T.S. Eliot wrote that he would have liked an audience for his plays that could neither read nor write so that their response to his work would be pure and unblunted by education. Goldwyn fulfilled this requirement. Unschooled though he was, he had a primitive, instinctual response to art which enabled him to judge, often without being able to explain why, if a work was good or bad and whether it was likely to succeed. To say that a film had the “Goldwyn touch” was—in his heyday—one of the greatest of compliments. That touch, as Alva Johnston described it, was not “brilliance or sensationalism,” but rather “something that manifests itself gradually in a picture; the characters are consistent; the workmanship is honest; there are no tricks or short cuts; the intelligence of the audience is never insulted.”
Goldwyn could often tell at a glance if an actress was right for a part or if a set had an air of authenticity. Though he could hardly remember his own address or the names of his associates, he had a prodigious memory for everything connected with films. At the same time,. during the making of his films, he was immensely suggestible. He picked the brains of all around him, and was open to advice or criticism if not always acknowledging it. One of Goldwyn’s executives described him as “the kind of man who, if he understands what you tell him, thinks he thought of it himself.”
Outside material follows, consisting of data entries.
//! Projectile system: lifespan expiry, lookahead queries, hit dispatch, motion.

use hecs::{Entity, World};
use rand_chacha::ChaCha8Rng;
use tracing::debug;

use ironsight_core::components::Projectile;
use ironsight_core::config::ProjectileTuning;
use ironsight_core::events::CombatEvent;
use ironsight_core::types::Ray;

use crate::backend::{VisualBackend, WorldGeometry};
use crate::effects::ImpactEffectFactory;
use crate::projectile::{self, ProjectileOutcome};
use crate::resolver::CombatResolver;
use crate::score::ScoreState;
use crate::timers::TimerQueue;

/// Flag projectiles whose lifespan timer fired. Entities that are already
/// gone are skipped.
pub fn mark_expired(world: &mut World, expired: Vec<Entity>) {
    for entity in expired {
        if let Ok(mut projectile) = world.get::<&mut Projectile>(entity) {
            projectile.expired = true;
            projectile.lifespan_timer = None;
        }
    }
}

/// Step every live projectile once. Projectiles are processed one at a
/// time in entity-id order, so a hit applied by one is visible to the next.
#[allow(clippy::too_many_arguments)]
pub fn run<G: WorldGeometry + ?Sized, V: VisualBackend + ?Sized>(
    world: &mut World,
    resolver: &CombatResolver,
    geometry: &G,
    effects: &mut ImpactEffectFactory,
    visuals: &mut V,
    rng: &mut ChaCha8Rng,
    timers: &mut TimerQueue<Entity>,
    tuning: &ProjectileTuning,
    now_ms: f64,
    dt_ms: f64,
    events: &mut Vec<CombatEvent>,
    score: &mut ScoreState,
    despawn_buffer: &mut Vec<Entity>,
) {
    let mut live: Vec<(Entity, Ray)> = world
        .query::<&Projectile>()
        .iter()
        .filter(|(_, p)| !p.disposed)
        .map(|(entity, p)| (entity, projectile::lookahead_ray(p)))
        .collect();
    live.sort_by_key(|(entity, _)| entity.id());

    for (entity, ray) in live {
        let hit = resolver.query_nearest_hit(world, geometry, &ray, tuning.lookahead);

        let (outcome, position, visual, timer, spawn_time) = {
            let Ok(mut p) = world.get::<&mut Projectile>(entity) else {
                continue;
            };
            let outcome = projectile::step(&mut p, hit, tuning.lookahead, dt_ms);
            (outcome, p.position, p.visual, p.lifespan_timer, p.spawn_time_ms)
        };

        match outcome {
            ProjectileOutcome::Continuing => {
                if let Some(visual) = visual {
                    visuals.update(visual, position, projectile::sprite_frame(spawn_time, now_ms));
                }
            }
            ProjectileOutcome::ResolvedHit(record) => {
                if let Some(token) = timer {
                    timers.cancel(token);
                }
                debug!(?entity, kind = ?record.kind(), distance = record.distance, "projectile hit");
                resolver.apply_hit(&record, world, effects, visuals, rng, now_ms, events, score);
                release(world, entity, visuals, despawn_buffer);
            }
            ProjectileOutcome::ExpiredByTimeout => {
                events.push(CombatEvent::ProjectileExpired { position });
                release(world, entity, visuals, despawn_buffer);
            }
        }
    }
}

fn release<V: VisualBackend + ?Sized>(
    world: &mut World,
    entity: Entity,
    visuals: &mut V,
    despawn_buffer: &mut Vec<Entity>,
) {
    if let Ok(mut p) = world.get::<&mut Projectile>(entity) {
        if let Some(visual) = p.visual.take() {
            visuals.dispose(visual);
        }
    }
    despawn_buffer.push(entity);
}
Goldwyn boasted that “I make my pictures to please myself” and he was a hard man to please. He made only a handful of films a year and was determined to spare no effort, hiring the best actors, writers, directors, technicians, and designers available, and possessing a remarkable gift—when he chose to use it—for getting them to work together as a team. He never made B-pictures, gangster, or exploitation films (not one of his films was ever censored) and he went to enormous lengths—and expense—to find good writers: “I’d hire the devil himself if he’d write me a good story,” he once said. When he began to make sound pictures, he rehearsed fully before shooting began, though this was not the standard practice in Hollywood at the time. He had no hesitation about having a scene filmed over and over again Until he got what he wanted. Sometimes this perfectionism went to extreme lengths. After spending over $400,000 on the first version of Nana, he decided that he didn’t like it and scrapped it completely. In Bulldog Drummond (1928), his first sound picture, the opening scene is set in a posh dinner club where a waiter drops a spoon and someone exclaims, “What is the meaning of this infernal din?” After the scene was shot, Goldwyn saw it and asked what the word “din” meant. He had the set rebuilt and the actors rehired, at enormous cost, just to have the word “noise” substituted for the offending “din.” In the end, he changed his mind and the original scene was used.
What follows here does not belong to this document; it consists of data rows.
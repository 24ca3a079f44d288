//! Shared atlas cache.
//!
//! Each asset's atlas is loaded on first use and reused by every instance
//! afterwards. The cache is owned by whoever spawns visuals (the effect
//! factory) and passed explicitly; there is no process-wide state.

use std::collections::BTreeMap;

use glam::{Quat, Vec3};
use tracing::{debug, warn};

use ironsight_core::enums::AssetKind;
use ironsight_core::error::CombatError;
use ironsight_core::types::{AtlasHandle, SpriteFrame, VisualHandle};

use crate::backend::VisualBackend;

#[derive(Debug, Default)]
pub struct ResourceCache {
    atlases: BTreeMap<AssetKind, AtlasHandle>,
}

impl ResourceCache {
    pub fn new() -> Self {
        Self::default()
    }

    /// Atlas for `asset`, loading it if this is the first request.
    pub fn acquire<V: VisualBackend + ?Sized>(
        &mut self,
        asset: AssetKind,
        visuals: &mut V,
    ) -> AtlasHandle {
        *self.atlases.entry(asset).or_insert_with(|| {
            debug!(asset = asset.path(), "loading atlas");
            visuals.load_atlas(asset)
        })
    }

    /// Forget a cached atlas so the next `acquire` reloads it.
    pub fn invalidate(&mut self, asset: AssetKind) {
        if self.atlases.remove(&asset).is_some() {
            warn!(asset = asset.path(), "cached atlas invalidated");
        }
    }

    pub fn is_cached(&self, asset: AssetKind) -> bool {
        self.atlases.contains_key(&asset)
    }

    /// Spawn an instance from the cached atlas. If the backend reports the
    /// atlas unavailable the cache entry is dropped and `None` is returned;
    /// the next spawn reloads.
    pub fn spawn<V: VisualBackend + ?Sized>(
        &mut self,
        asset: AssetKind,
        visuals: &mut V,
        position: Vec3,
        orientation: Quat,
        frame: SpriteFrame,
    ) -> Option<VisualHandle> {
        let atlas = self.acquire(asset, visuals);
        match visuals.spawn_oriented(asset, atlas, position, orientation, frame) {
            Ok(handle) => Some(handle),
            Err(CombatError::ResourceUnavailable { asset }) => {
                self.invalidate(asset);
                None
            }
            Err(err) => {
                warn!(%err, "visual spawn failed");
                None
            }
        }
    }

    /// Release every cached atlas back to the backend.
    pub fn release_all<V: VisualBackend + ?Sized>(&mut self, visuals: &mut V) {
        for (asset, atlas) in std::mem::take(&mut self.atlases) {
            debug!(asset = asset.path(), "releasing atlas");
            visuals.release_atlas(atlas);
        }
    }
}

#[cfg(test)]
mod tests {
    use super::*;
    use crate::backend::HeadlessVisuals;

    #[test]
    fn test_atlas_loaded_once() {
        let mut cache = ResourceCache::new();
        let mut visuals = HeadlessVisuals::new();

        let a = cache.acquire(AssetKind::Decal, &mut visuals);
        let b = cache.acquire(AssetKind::Decal, &mut visuals);
        assert_eq!(a, b);
        assert_eq!(visuals.atlas_loads(), 1);

        cache.acquire(AssetKind::Blood, &mut visuals);
        assert_eq!(visuals.atlas_loads(), 2);
    }

    #[test]
    fn test_spawn_recovers_from_lost_atlas() {
        let mut cache = ResourceCache::new();
        let mut visuals = HeadlessVisuals::new();
        let frame = SpriteFrame::cell(0);

        assert!(cache
            .spawn(AssetKind::Blood, &mut visuals, Vec3::ZERO, Quat::IDENTITY, frame)
            .is_some());

        visuals.evict_atlas(AssetKind::Blood);
        assert!(cache
            .spawn(AssetKind::Blood, &mut visuals, Vec3::ZERO, Quat::IDENTITY, frame)
            .is_none());
        assert!(!cache.is_cached(AssetKind::Blood));

        // Next spawn reloads and succeeds.
        assert!(cache
            .spawn(AssetKind::Blood, &mut visuals, Vec3::ZERO, Quat::IDENTITY, frame)
            .is_some());
        assert_eq!(visuals.atlas_loads(), 2);
        assert_eq!(visuals.live_count(), 2);
    }

    #[test]
    fn test_release_all() {
        let mut cache = ResourceCache::new();
        let mut visuals = HeadlessVisuals::new();
        for asset in AssetKind::ALL {
            cache.acquire(asset, &mut visuals);
        }
        assert_eq!(visuals.loaded_atlases(), 4);

        cache.release_all(&mut visuals);
        assert_eq!(visuals.loaded_atlases(), 0);
        assert!(AssetKind::ALL.iter().all(|a| !cache.is_cached(*a)));
    }
}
Goldwyn was one of only two outstandingly successful independent producers in Hollywood during its first half-century (the other was David Selznick). He took complete responsibility for his films, bearing the financial risk, choosing the scripts, casting the films, and virtually directing his directors. He also took charge of publicity and distribution. Still, he needed collaborators and did his best work with those who could separate his sense from his nonsense, and say no to the nonsense.
Goldwyn’s readiness to spare no expense in getting the best is illustrated in one of his famous Gold-wynisms. Advised not to buy a script because “it’s too caustic,” he replied: “To hell with the cost. If it’s a good story, I’ll make it.” He is supposed to have told the novelist Edna Ferber that he would rather make a great artistic film than eat a good meal. On a visit to London, he tried to persuade Bernard Shaw to write for him. By Goldwyn’s own account, Shaw turned him down, saying afterward, “There is only one difference between Mr. Goldwyn and me. Whereas he is after art, I am after money.”
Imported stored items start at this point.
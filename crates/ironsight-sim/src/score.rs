//! Running shot and hit tallies.

use ironsight_core::state::ScoreView;

#[derive(Debug, Clone, Default)]
pub struct ScoreState {
    pub shots_fired: u32,
    pub hostile_hits: u32,
    pub surface_hits: u32,
    pub kills: u32,
}

impl ScoreState {
    /// Fraction of shots that landed on a hostile.
    pub fn accuracy(&self) -> f32 {
        if self.shots_fired == 0 {
            0.0
        } else {
            self.hostile_hits as f32 / self.shots_fired as f32
        }
    }

    pub fn view(&self) -> ScoreView {
        ScoreView {
            shots_fired: self.shots_fired,
            hostile_hits: self.hostile_hits,
            surface_hits: self.surface_hits,
            kills: self.kills,
        }
    }
}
If Shaw’s quip was meant with tongue in cheek, it also touched on the heart of Goldwyn’s chief difficulty as a producer—his frustration and rage when he sensed something artistically wrong or missing in a film, but couldn’t express it. This was one of the reasons he could not work with anyone on a truly equal basis: “It took a world of time to explain my plans to my associates,” he once complained, and his press agent, Carl Brandt, wrote rather feelingly: “It is almost painful to see him groping, struggling, bludgeoning his way to clarity, agonizing over ideas he feels but cannot express. . . .”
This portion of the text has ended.